Work to be completed: Could you retype the whole listing, word for word?

Extracted records:
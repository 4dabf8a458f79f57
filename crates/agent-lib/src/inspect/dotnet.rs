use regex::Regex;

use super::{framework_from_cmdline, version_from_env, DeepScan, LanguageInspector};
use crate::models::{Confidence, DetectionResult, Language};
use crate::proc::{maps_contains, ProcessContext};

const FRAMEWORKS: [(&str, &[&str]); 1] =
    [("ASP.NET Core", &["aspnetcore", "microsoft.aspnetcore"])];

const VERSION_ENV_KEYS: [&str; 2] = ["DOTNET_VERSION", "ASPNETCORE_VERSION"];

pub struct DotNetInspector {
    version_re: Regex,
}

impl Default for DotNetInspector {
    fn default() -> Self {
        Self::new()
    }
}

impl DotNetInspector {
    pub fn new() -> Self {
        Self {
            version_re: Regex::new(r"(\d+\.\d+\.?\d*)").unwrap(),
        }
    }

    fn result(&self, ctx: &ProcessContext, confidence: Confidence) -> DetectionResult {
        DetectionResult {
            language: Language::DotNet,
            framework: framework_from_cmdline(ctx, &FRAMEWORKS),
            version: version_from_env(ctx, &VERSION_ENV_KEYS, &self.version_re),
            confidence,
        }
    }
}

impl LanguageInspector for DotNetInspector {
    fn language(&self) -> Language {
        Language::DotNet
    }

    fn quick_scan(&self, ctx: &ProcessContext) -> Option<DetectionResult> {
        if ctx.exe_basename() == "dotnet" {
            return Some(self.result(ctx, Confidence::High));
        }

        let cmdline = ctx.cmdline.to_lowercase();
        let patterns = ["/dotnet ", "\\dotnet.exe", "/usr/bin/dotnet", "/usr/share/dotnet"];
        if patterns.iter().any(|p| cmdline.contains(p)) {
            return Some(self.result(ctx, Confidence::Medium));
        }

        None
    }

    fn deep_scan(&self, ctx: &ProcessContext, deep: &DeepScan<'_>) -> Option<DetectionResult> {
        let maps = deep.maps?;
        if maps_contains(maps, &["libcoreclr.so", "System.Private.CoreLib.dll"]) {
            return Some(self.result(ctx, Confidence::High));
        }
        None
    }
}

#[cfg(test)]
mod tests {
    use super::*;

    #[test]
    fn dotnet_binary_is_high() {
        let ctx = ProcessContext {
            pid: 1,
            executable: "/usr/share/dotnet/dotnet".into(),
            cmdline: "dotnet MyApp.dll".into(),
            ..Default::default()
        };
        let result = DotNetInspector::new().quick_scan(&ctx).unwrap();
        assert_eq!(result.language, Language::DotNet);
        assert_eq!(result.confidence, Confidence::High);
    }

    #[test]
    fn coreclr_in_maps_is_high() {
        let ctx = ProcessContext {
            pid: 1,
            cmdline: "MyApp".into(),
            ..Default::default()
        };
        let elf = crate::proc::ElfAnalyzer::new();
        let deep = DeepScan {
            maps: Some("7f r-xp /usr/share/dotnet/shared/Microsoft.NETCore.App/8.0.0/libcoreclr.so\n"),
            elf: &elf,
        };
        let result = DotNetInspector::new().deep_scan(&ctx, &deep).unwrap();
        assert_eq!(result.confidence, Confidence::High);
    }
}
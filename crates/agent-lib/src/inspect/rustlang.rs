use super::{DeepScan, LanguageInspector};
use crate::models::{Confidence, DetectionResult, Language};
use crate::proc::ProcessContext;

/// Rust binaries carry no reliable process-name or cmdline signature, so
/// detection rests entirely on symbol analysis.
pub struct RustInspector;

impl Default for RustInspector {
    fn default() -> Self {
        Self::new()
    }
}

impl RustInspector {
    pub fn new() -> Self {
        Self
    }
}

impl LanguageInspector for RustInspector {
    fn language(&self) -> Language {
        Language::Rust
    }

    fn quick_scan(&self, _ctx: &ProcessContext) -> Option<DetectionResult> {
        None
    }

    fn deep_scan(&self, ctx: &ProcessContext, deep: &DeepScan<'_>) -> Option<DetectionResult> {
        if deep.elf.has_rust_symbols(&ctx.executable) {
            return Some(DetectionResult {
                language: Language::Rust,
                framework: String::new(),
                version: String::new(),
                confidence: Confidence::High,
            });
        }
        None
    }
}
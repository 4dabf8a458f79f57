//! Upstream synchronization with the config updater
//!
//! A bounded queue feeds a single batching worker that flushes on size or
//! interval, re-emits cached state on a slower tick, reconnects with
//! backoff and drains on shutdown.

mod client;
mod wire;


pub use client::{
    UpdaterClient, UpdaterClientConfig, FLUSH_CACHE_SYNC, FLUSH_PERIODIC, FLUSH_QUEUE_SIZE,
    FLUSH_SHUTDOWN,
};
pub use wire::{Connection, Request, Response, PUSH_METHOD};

Reply to the task:
repository 4dabf8a458f79f57
filename crates/agent-lib/src/inspect/dotnet.rs
use regex::Regex;

use super::{framework_from_cmdline, version_from_env, DeepScan, LanguageInspector};
use crate::models::{Confidence, DetectionResult, Language};
use crate::proc::{maps_contains, ProcessContext};

const FRAMEWORKS: [(&str, &[&str]); 1] =
    [("ASP.NET Core", &["aspnetcore", "microsoft.aspnetcore"])];

const VERSION_ENV_KEYS: [&str; 2] = ["DOTNET_VERSION", "ASPNETCORE_VERSION"];

pub struct DotNetInspector {
    version_re: Regex,
}

impl Default for DotNetInspector {
    fn default() -> Self {
        Self::new()
    }
}

impl DotNetInspector {
    pub fn new() -> Self {
        Self {
            version_re: Regex::new(r"(\d+\.\d+\.?\d*)").unwrap(),
        }
    }

    fn result(&self, ctx: &ProcessContext, confidence: Confidence) -> DetectionResult {
        DetectionResult {
            language: Language::DotNet,
            framework: framework_from_cmdline(ctx, &FRAMEWORKS),
            version: version_from_env(ctx, &VERSION_ENV_KEYS, &self.version_re),
            confidence,
        }
    }
}

impl LanguageInspector for DotNetInspector {
    fn language(&self) -> Language {
        Language::DotNet
    }

    fn quick_scan(&self, ctx: &ProcessContext) -> Option<DetectionResult> {
        if ctx.exe_basename() == "dotnet" {
            return Some(self.result(ctx, Confidence::High));
        }

        let cmdline = ctx.cmdline.to_lowercase();
        let patterns = ["/dotnet ", "\\dotnet.exe", "/usr/bin/dotnet", "/usr/share/dotnet"];
        if patterns.iter().any(|p| cmdline.contains(p)) {
            return Some(self.result(ctx, Confidence::Medium));
        }

        None
    }

    fn deep_scan(&self, ctx: &ProcessContext, deep: &DeepScan<'_>) -> Option<DetectionResult> {
        let maps = deep.maps?;
        if maps_contains(maps, &["libcoreclr.so", "System.Private.CoreLib.dll"]) {
            return Some(self.result(ctx, Confidence::High));
        }
        None
    }
}

#[cfg(test)]
mod tests {
    use super::*;

    #[test]
    fn dotnet_binary_is_high() {
        let ctx = ProcessContext {
            pid: 1,
            executable: "/usr/share/dotnet/dotnet".into(),
            cmdline: "dotnet MyApp.dll".into(),
            ..Default::default()
        };
        let result = DotNetInspector::new().quick_scan(&ctx).unwrap();
        assert_eq!(result.language, Language::DotNet);
        assert_eq!(result.confidence, Confidence::High);
    }

    #[test]
    fn coreclr_in_maps_is_high() {
        let ctx = ProcessContext {
            pid: 1,
            cmdline: "MyApp".into(),
            ..Default::default()
        };
        let elf = crate::proc::ElfAnalyzer::new();
        let deep = DeepScan {
            maps: Some("7f r-xp /usr/share/dotnet/shared/Microsoft.NETCore.App/8.0.0/libcoreclr.so\n"),
            elf: &elf,
        };
        let result = DotNetInspector::new().deep_scan(&ctx, &deep).unwrap();
        assert_eq!(result.confidence, Confidence::High);
    }
}
filename crates/agent-lib/src/inspect/rustlang.rs
use super::{DeepScan, LanguageInspector};
use crate::models::{Confidence, DetectionResult, Language};
use crate::proc::ProcessContext;

/// Rust binaries carry no reliable process-name or cmdline signature, so
/// detection rests entirely on symbol analysis.
pub struct RustInspector;

impl Default for RustInspector {
    fn default() -> Self {
        Self::new()
    }
}

impl RustInspector {
    pub fn new() -> Self {
        Self
    }
}

impl LanguageInspector for RustInspector {
    fn language(&self) -> Language {
        Language::Rust
    }

    fn quick_scan(&self, _ctx: &ProcessContext) -> Option<DetectionResult> {
        None
    }

    fn deep_scan(&self, ctx: &ProcessContext, deep: &DeepScan<'_>) -> Option<DetectionResult> {
        if deep.elf.has_rust_symbols(&ctx.executable) {
            return Some(DetectionResult {
                language: Language::Rust,
                framework: String::new(),
                version: String::new(),
                confidence: Confidence::High,
            });
        }
        None
    }
}
repository 4dabf8a458f79f57
//! Upstream synchronization with the config updater
//!
//! A bounded queue feeds a single batching worker that flushes on size or
//! interval, re-emits cached state on a slower tick, reconnects with
//! backoff and drains on shutdown.

mod client;
mod wire;


pub use client::{
    UpdaterClient, UpdaterClientConfig, FLUSH_CACHE_SYNC, FLUSH_PERIODIC, FLUSH_QUEUE_SIZE,
    FLUSH_SHUTDOWN,
};
pub use wire::{Connection, Request, Response, PUSH_METHOD};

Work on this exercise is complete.